UM won't show much to public

LARRY LAGE AP Sports Writer Published:

ANN ARBOR, Mich. (AP) -- Michigan hired Alabama's offensive coordinator, Doug Nussmeier, to shake up its scheme with the ball this fall.

The public will get a peek at what the Wolverines want to show offensively when they wrap up spring ball with a scrimmage that is scheduled to last about 45 minutes at the Big House.

Michigan coach Brady Hoke, though, said people in the stands and those watching on TV may not be able to notice new wrinkles.

"You won't see a lot of differences on Saturday," Hoke said.

Hoke, whose honeymoon seems to be over after three seasons, is counting on Nussmeier being a difference-maker this season because the school is paying him more than $800,000 a year to replace fired offensive coordinator Al Borges.

Players on offense such as returning quarterback Devin Gardner have been exposed to "80 to 85" percent) of Nussmeier's playbook. Hoke said he wanted them to be "uncomfortable," initially by design before slowing down the installation of new plays and concepts.

"We were a little bit behind," Hoke said. "I think we're catching up."

It appears that Gardner has done enough to keep his job, holding off Shane Morris, who became the first Michigan quarterback to make his starting debut in a bowl game as a freshman last year when Gardner's toe injury ended his season.

"Devin's got a little better command of the offense," Hoke said. "Shane was better on Tuesday than we thought he was on Saturday, so he's making progress."

If Gardner doesn't have time to pass and running backs don't have room to run, it may not matter what plays Nussmeier calls.

The Wolverines were among the nation's worst teams at avoiding negative plays offensively because the interior of their offensive line -- between seniors Taylor Lewan and Michael Schofield -- struggled for much of the year. If the season started Saturday and not Aug. 30 as it will at home against Appalachian State, Hoke insisted he doesn't know what five players would start on the line.

"It's too close to call," he said. "I'm glad we've got some time."
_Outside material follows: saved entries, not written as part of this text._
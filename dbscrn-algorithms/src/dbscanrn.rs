//! DBSCANRN: density clustering over reverse k+NN sets.
//!
//! A point is core when at least `k` points count it among their k+NN.
//! Clusters grow along rk+NN, so the relation being traversed is the
//! inverted one, never the forward sets.
#![allow(clippy::must_use_candidate, clippy::missing_errors_doc)]

use std::time::Instant;

use dbscrn_core::{
    ClusteringOutcome, CountingMetric, Dataset, Error, Minkowski, Neighborhoods, PhaseTimings,
    Result, Shortfall,
};
use log::{debug, info, warn};

use crate::classify::core_points_by_reverse_knn;
use crate::expansion::{expand_clusters, NeighborRelation};
use crate::knn::{k_plus_nn_exhaustive, validate_knn_params, DEFAULT_TIE_TOLERANCE};
use crate::ti::{k_plus_nn_with_ordering, ReferenceOrdering, ReferencePoint};

#[cfg(feature = "serde")]
use serde::{Deserialize, Serialize};

/// How k+NN sets are computed. Both strategies yield identical sets.
#[derive(Clone, Copy, Debug, Default, PartialEq, Eq)]
#[cfg_attr(feature = "serde", derive(Serialize, Deserialize))]
pub enum NeighborSearch {
    /// Rank every other point.
    #[default]
    Exhaustive,
    /// Reference-distance ordering with triangle-inequality pruning.
    TriangleInequality,
}

/// DBSCANRN parameters.
#[derive(Clone, Debug, PartialEq)]
#[cfg_attr(feature = "serde", derive(Serialize, Deserialize))]
pub struct DbscanRnConfig {
    /// Neighborhood size, counting the point itself.
    pub k: usize,
    /// Minkowski power `m`.
    pub minkowski_power: f64,
    /// Neighbor search strategy.
    pub search: NeighborSearch,
    /// Reference point for [`NeighborSearch::TriangleInequality`].
    pub reference: ReferencePoint,
    /// Distances within this of the (k-1)-th are tied with it.
    pub tie_tolerance: f64,
}

impl Default for DbscanRnConfig {
    fn default() -> Self {
        Self {
            k: 3,
            minkowski_power: 2.0,
            search: NeighborSearch::Exhaustive,
            reference: ReferencePoint::CoordinateMinimum,
            tie_tolerance: DEFAULT_TIE_TOLERANCE,
        }
    }
}

impl DbscanRnConfig {
    /// Sets `k`.
    pub fn with_k(mut self, k: usize) -> Self {
        self.k = k;
        self
    }

    /// Sets the Minkowski power.
    pub fn with_minkowski_power(mut self, power: f64) -> Self {
        self.minkowski_power = power;
        self
    }

    /// Sets the neighbor search strategy.
    pub fn with_search(mut self, search: NeighborSearch) -> Self {
        self.search = search;
        self
    }

    /// Sets the reference point used by the triangle-inequality search.
    pub fn with_reference(mut self, reference: ReferencePoint) -> Self {
        self.reference = reference;
        self
    }

    /// Sets the tie tolerance.
    pub fn with_tie_tolerance(mut self, tolerance: f64) -> Self {
        self.tie_tolerance = tolerance;
        self
    }

    /// Checks `k >= 2`, `m > 0` (`m >= 1` for the triangle-inequality
    /// search) and the tie tolerance.
    pub fn validate(&self) -> Result<Minkowski> {
        validate_knn_params(self.k, self.tie_tolerance)?;
        let metric = Minkowski::new(self.minkowski_power)?;
        if self.search == NeighborSearch::TriangleInequality && metric.power() < 1.0 {
            return Err(Error::invalid_parameter(
                "minkowski_power",
                format!(
                    "triangle-inequality search needs a power of at least 1, got {}",
                    metric.power()
                ),
            ));
        }
        Ok(metric)
    }
}

/// DBSCANRN, exhaustive or triangle-inequality accelerated.
pub struct DbscanRnClustering {
    config: DbscanRnConfig,
}

impl DbscanRnClustering {
    pub fn new(config: DbscanRnConfig) -> Self {
        Self { config }
    }

    pub fn config(&self) -> &DbscanRnConfig {
        &self.config
    }

    /// Clusters `dataset`.
    ///
    /// With fewer than `k` points every k+NN set holds all other points; the
    /// run completes and the outcome carries a [`Shortfall`].
    pub fn cluster(&self, dataset: &Dataset) -> Result<ClusteringOutcome> {
        let minkowski = self.config.validate()?;
        let n = dataset.len();
        let k = self.config.k;
        let tolerance = self.config.tie_tolerance;

        let shortfall = (n < k).then(|| {
            warn!("dataset has {n} points, fewer than k = {k}");
            Shortfall {
                required: k,
                available: n,
            }
        });

        let metric = CountingMetric::new(dataset, minkowski);
        let mut timings = PhaseTimings::default();

        let neighborhoods = match self.config.search {
            NeighborSearch::Exhaustive => {
                let start = Instant::now();
                let knn = k_plus_nn_exhaustive(&metric, k, tolerance)?;
                timings.record("neighborhoods", start.elapsed());
                knn
            }
            NeighborSearch::TriangleInequality => {
                let start = Instant::now();
                let reference = self.config.reference.resolve(dataset)?;
                let ordering = ReferenceOrdering::build(&metric, reference)?;
                timings.record("reference_distances", start.elapsed());

                let start = Instant::now();
                let knn = k_plus_nn_with_ordering(&metric, &ordering, k, tolerance)?;
                timings.record("neighborhoods", start.elapsed());
                knn
            }
        };

        let start = Instant::now();
        let core = core_points_by_reverse_knn(&neighborhoods, k);
        timings.record("classification", start.elapsed());

        let start = Instant::now();
        let expansion = expand_clusters(NeighborRelation::ReciprocalKnn(&neighborhoods), &core)?;
        timings.record("expansion", start.elapsed());

        info!(
            "dbscanrn ({:?}): {} clusters over {n} points (k = {k})",
            self.config.search, expansion.cluster_count
        );
        debug!("dbscanrn phases: {timings:?}");

        Ok(ClusteringOutcome {
            assignments: expansion.assignments,
            point_types: expansion.point_types,
            distance_calculations: metric.into_counts(),
            neighborhoods: Neighborhoods::Knn(neighborhoods),
            cluster_count: expansion.cluster_count,
            shortfall,
            timings,
        })
    }
}
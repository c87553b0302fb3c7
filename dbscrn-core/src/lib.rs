//! dbscrn-core: Core types for density-based clustering.
//!
//! This crate provides the point/dataset model, the Minkowski metric with
//! evaluation counters, and the types describing a clustering outcome.
//!

pub mod clustering;
pub mod error;
pub mod metric;
pub mod point;

pub use clustering::{
    Assignment, ClusteringOutcome, ClusteringStatistics, EpsNeighborhoods, KnnNeighborhoods,
    Neighbor, Neighborhoods, PhaseTimings, PointType, SearchBounds, Shortfall, NOISE, UNASSIGNED,
};
pub use error::{Error, Result};
pub use metric::{CountingMetric, DistanceCounter, Minkowski};
pub use point::{Dataset, Identifier, Label, Point, PointId};
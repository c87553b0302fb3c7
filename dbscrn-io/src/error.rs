//! I/O error types.

use thiserror::Error;

/// Result type for I/O operations.
pub type Result<T> = std::result::Result<T, Error>;

/// I/O error types.
#[derive(Error, Debug)]
pub enum Error {
    /// File I/O error.
    #[error("I/O error: {0}")]
    Io(#[from] std::io::Error),

    /// A dataset line could not be parsed.
    #[error("parse error at line {line}: {message}")]
    Parse {
        /// 1-based line number in the input file.
        line: usize,
        /// What went wrong.
        message: String,
    },

    /// The file extension does not name a known dataset format.
    #[error("unsupported dataset format: {0}")]
    UnsupportedFormat(String),

    /// STAT.json serialization failed.
    #[error("JSON error: {0}")]
    Json(#[from] serde_json::Error),

    /// Core library error.
    #[error("core error: {0}")]
    CoreError(#[from] dbscrn_core::Error),
}

impl Error {
    pub(crate) fn parse(line: usize, message: impl Into<String>) -> Self {
        Self::Parse {
            line,
            message: message.into(),
        }
    }
}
Michigan might not to think too long and hard about who the No. 1 running back will be this season.

Derrick Green came to campus last year as a highly touted recruit, but he was out of shape and wasn't physically ready to push senior Fitzgerald Toussaint until it was too late in a season marred by a late-season slide.

While Hoke hasn't said the job is his to lose because De'Veon Smith and Justice Hayes along with perhaps Drake Johnson are potential options, it is clear the coach has been impressed by Green.

"He looks better," Hoke said. "His balance is better, vision is better, he's quicker."

The Wolverines, who didn't change their defensive coordinator after going 7-6 last season, have shifted their linebackers around in the hopes of helping them produce more for the team.

Jake Ryan was moved to the middle from strong-side linebacker. James Ross went from the weak side to the strong, where teams usually line up a tight end. Desmond Morgan, meanwhile, will have to find a way in the lineup after being a steady starter.

Hoke has turned down chances to say which players in particular have caught his eye this spring and yet he hasn't hid his excitement about the way junior safety Jarrod Wilson is performing.

"As much as anyone, the consistency he has had this spring has been really pretty good," Hoke said.

Consistency across the board, though, is what the Wolverines desperately need after winning just seven games last year, eight times the season before and earning 11 victories in Hoke's debut as their head coach in 2011.

"We're a long way from being any good," he said.

Hoke has figured out winning the Big Ten title at Michigan is elusive. The Wolverines had with a losing record in the conference last season. Michigan finished fifth in their six-team division and extended the school's Big Ten title drought to nine years, its longest skid since it didn't win a conference championship from 1951-1963.

"We learned some hard lessons," he said. "A lot of us have."